SENTENCIA CONSTITUCIONAL 1692/2005-R
Fecha: 19-Dic-2005
I.1.1. Hechos que motivan el recurso
Manifiestan que el 22 de septiembre de 2003, Raúl Willis Anaya Echevarria interpuso querella penal en su contra, siendo admitida la misma por el Juez Primero de Sentencia el 25 de septiembre de 2003, notificándoseles con dicha Resolución de admisión el 24 de agosto de 2004 mediante edictos de prensa, habiendo interpuesto, antes de la notificación, la excepción de extinción de la acción penal, que fue rechazada mediante Auto Interlocutorio de 20 de septiembre de 2004, en cuya fundamentación se señaló que entre la fecha del cheque (10 de noviembre de 1998), y el inicio de la acción penal (22 de septiembre de 2003), no habían transcurrido cinco años; sin embargo, al emitir la citada Resolución de rechazo el Juez de Sentencia no respaldó su determinación en ninguna norma legal; es decir, expidió el Auto sin fundamentación jurídica.
Continúan señalando que ante dicha situación interpusieron recurso de apelación que fue conocido por la Sala Penal Primera de la Corte Superior del Distrito Judicial de Santa Cruz, que mediante Auto de Vista de 14 de marzo de 2005 declaró improcedente el recurso de apelación, sin considerar el contenido de los arts. 1503.I del Código civil (CC) y 130 inc. 2) del Código de procedimiento civil (CPC), emitiendo una Resolución incongruente, inconsistente e ilegal, toda vez que sus personas fueron notificados con la querella después de cinco años y nueve meses de haber girado el cheque, lapso durante el cual el querellante no hizo valer sus derechos, habiéndose operado con ello la prescripción de la acción penal, pues se debe considerar que el delito de giro de cheque en descubierto sancionado en el art. 204 del Código penal (CP) prescribe en cinco años por disposición de los arts. 29.2 y 27.8 del Código de procedimiento penal (CPP), prescripción -señalan- que comienza a correr desde la medianoche del día en que se cometió el delito, indicando que sus personas no fueron citadas legalmente en el plazo de cinco años con admisión de la querella, y según la doctrina y la jurisprudencia la prescripción se interrumpe mediante un demanda judicial, un decreto o un acto de embargo notificados a quien se quiere impedir que prescriba.

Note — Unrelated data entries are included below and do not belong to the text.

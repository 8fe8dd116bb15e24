//! CLI module - argument parsing and command dispatch

pub mod args;
pub mod commands;
pub mod filters;
pub mod helpers;
pub mod output;
pub mod table;

pub use args::{Cli, Commands, GlobalOpts, OutputFormat};
pub use filters::{ActiveFilter, StatusFilter};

Finalizan indicando que las Resoluciones emitidas por las autoridades recurridas son contrarias a la ley, existiendo violaciones a las normas del derecho procesal penal y normas sustantivas y adjetivas del derecho civil, más propiamente lo dipuesto en los arts. 3 numerales 1 y 3, y art. 90 del CPC, encontrándose en inseguridad jurídica, pues tanto el Juez de la causa como los vocales incurrieron en un grave error, además que las Resoluciones ahora recurridas no se manifestaron sobre las normas legales invocadas en sus recursos.